WHAT YOU WILL DO:
The lines you need are those holding the word "loss"; pull them from the material.
━━━━━━
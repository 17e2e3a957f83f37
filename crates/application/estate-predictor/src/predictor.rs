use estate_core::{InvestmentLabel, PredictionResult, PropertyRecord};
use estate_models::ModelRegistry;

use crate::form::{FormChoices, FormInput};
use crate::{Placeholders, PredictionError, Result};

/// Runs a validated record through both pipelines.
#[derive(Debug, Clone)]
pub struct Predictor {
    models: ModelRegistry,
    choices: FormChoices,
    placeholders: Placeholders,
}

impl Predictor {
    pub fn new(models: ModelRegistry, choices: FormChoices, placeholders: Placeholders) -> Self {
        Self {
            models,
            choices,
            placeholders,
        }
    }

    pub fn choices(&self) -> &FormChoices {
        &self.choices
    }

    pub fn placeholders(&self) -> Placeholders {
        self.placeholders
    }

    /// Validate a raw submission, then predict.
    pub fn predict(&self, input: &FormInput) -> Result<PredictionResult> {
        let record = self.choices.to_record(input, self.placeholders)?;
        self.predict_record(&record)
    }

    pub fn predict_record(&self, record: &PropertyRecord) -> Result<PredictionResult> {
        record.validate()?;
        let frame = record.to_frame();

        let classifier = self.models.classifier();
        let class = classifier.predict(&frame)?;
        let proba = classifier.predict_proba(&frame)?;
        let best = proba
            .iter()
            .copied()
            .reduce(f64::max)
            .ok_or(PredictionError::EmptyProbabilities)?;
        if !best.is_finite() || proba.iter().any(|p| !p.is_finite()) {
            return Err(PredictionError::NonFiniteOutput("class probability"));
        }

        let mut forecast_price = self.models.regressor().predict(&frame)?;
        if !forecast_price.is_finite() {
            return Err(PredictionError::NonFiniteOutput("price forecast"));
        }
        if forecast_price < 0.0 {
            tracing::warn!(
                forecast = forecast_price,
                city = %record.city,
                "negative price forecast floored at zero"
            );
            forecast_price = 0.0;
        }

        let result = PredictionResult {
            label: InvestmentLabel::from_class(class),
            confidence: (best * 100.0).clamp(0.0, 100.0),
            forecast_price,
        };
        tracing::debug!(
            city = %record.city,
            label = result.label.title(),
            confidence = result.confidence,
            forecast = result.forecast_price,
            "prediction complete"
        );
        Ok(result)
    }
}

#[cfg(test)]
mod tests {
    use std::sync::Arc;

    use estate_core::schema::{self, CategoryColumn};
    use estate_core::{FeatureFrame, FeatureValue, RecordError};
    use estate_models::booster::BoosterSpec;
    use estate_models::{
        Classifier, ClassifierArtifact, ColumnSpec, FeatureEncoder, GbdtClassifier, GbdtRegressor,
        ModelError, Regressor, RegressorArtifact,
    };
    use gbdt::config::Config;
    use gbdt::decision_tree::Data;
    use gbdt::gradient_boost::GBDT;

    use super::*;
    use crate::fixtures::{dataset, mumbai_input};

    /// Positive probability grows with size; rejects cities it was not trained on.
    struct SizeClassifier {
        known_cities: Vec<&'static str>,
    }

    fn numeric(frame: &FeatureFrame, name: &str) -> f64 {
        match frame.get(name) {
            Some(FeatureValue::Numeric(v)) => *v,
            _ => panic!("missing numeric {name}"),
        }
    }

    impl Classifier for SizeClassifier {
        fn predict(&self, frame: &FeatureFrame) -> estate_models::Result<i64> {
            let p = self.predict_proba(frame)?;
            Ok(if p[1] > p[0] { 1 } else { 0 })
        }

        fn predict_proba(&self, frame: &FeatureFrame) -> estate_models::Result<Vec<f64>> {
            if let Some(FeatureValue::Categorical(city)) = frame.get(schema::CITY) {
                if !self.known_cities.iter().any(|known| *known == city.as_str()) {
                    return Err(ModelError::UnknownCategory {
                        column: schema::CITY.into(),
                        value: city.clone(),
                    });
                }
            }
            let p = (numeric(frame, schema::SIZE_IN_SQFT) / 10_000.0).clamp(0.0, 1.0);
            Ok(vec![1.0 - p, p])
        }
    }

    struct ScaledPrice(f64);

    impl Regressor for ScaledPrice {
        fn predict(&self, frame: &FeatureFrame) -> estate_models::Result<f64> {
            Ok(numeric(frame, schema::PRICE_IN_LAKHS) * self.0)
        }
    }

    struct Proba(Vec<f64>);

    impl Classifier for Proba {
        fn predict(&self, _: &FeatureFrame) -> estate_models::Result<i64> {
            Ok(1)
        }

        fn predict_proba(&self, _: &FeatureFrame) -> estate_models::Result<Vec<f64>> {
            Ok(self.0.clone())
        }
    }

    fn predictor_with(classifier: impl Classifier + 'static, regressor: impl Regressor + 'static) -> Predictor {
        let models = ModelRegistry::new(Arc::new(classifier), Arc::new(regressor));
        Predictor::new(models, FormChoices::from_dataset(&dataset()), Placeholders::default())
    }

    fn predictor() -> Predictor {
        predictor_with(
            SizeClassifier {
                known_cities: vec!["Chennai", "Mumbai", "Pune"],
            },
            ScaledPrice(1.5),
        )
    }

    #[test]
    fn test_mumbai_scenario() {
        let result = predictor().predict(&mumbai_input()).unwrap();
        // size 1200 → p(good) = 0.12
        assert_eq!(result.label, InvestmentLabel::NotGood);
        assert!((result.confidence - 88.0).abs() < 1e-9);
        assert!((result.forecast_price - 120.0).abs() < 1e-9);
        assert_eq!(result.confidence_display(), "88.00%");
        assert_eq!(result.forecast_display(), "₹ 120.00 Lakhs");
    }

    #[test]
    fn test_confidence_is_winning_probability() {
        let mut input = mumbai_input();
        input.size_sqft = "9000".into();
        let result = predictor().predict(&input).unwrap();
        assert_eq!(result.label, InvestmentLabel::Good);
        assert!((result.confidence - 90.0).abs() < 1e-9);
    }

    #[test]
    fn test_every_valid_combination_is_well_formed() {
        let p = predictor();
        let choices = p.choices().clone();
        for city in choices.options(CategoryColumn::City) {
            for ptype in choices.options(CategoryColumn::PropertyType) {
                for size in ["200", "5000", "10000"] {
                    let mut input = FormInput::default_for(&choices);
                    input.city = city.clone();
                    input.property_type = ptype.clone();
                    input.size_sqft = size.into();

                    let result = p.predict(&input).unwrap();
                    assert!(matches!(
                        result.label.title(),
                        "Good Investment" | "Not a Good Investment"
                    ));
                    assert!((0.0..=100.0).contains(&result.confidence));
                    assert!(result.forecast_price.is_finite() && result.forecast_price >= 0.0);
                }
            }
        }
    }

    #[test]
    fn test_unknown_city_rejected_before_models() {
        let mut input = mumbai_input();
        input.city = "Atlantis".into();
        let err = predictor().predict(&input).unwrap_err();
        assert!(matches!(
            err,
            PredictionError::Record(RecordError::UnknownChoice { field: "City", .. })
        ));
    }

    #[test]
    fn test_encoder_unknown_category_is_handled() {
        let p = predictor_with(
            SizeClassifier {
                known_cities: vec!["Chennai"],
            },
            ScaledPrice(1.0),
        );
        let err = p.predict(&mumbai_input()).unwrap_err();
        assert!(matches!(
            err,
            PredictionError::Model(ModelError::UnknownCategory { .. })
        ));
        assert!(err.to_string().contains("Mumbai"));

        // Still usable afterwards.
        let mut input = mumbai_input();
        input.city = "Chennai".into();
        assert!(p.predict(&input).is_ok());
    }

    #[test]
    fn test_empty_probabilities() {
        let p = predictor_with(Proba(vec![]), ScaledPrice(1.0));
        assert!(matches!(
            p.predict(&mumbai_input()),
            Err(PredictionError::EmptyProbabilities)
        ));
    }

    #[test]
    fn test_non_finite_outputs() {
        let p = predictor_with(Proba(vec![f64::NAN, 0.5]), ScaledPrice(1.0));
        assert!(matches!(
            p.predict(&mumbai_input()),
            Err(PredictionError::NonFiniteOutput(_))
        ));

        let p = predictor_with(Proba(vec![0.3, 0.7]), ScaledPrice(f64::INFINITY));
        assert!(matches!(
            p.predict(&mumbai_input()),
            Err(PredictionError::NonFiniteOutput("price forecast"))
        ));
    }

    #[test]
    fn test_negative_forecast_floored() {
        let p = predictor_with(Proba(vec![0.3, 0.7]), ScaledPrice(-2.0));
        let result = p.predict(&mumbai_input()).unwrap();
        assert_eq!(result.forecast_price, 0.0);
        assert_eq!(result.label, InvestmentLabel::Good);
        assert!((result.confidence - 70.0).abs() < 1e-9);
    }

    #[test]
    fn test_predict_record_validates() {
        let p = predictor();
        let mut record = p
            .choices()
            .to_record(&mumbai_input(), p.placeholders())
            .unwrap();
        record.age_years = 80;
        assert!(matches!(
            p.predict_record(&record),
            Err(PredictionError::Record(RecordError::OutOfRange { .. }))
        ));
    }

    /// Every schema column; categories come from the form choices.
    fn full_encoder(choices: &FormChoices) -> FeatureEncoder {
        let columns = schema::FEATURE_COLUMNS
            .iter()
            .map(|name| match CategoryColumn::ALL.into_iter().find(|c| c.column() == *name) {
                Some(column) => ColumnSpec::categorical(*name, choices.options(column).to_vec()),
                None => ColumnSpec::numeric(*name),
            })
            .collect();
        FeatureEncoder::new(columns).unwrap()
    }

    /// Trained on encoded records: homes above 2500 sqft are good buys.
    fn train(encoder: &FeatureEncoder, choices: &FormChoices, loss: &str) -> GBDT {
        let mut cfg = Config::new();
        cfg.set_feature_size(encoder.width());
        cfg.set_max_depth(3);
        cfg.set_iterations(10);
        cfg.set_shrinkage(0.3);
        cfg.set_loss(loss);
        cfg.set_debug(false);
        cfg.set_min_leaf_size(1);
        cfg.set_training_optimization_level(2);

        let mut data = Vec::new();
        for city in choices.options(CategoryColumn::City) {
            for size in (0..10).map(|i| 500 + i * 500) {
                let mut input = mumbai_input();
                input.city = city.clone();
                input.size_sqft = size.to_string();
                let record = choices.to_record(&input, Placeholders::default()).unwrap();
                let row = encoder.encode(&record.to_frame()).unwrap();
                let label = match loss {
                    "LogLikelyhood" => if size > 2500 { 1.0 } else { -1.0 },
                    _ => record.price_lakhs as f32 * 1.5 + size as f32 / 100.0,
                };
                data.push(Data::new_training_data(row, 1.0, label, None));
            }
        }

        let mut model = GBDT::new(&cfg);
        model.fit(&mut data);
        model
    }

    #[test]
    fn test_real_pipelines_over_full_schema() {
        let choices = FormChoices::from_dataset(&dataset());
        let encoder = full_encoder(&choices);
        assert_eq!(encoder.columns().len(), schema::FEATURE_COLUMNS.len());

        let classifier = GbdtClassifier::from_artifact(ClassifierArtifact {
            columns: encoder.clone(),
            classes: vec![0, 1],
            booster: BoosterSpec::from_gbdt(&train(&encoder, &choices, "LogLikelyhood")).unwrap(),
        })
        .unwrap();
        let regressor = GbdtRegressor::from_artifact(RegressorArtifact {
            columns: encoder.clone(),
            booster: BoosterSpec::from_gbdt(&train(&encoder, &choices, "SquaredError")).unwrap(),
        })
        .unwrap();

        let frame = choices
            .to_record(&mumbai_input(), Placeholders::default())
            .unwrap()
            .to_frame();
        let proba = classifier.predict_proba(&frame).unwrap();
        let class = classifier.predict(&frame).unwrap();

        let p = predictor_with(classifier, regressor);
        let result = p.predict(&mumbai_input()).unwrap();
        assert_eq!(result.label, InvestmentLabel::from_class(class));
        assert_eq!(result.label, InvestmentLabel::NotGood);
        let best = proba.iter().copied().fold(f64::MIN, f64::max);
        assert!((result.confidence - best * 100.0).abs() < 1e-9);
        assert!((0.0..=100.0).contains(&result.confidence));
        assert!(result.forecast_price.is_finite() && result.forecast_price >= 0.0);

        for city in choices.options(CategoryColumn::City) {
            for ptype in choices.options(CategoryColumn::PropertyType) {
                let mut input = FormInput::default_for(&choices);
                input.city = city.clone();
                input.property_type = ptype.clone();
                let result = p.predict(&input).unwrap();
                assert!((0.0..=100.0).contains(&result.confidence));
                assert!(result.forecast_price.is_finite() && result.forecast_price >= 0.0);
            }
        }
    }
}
━━━━━━
ANSWER AREA:
    fn train(encoder: &FeatureEncoder, choices: &FormChoices, loss: &str) -> GBDT {
        cfg.set_loss(loss);
                let label = match loss {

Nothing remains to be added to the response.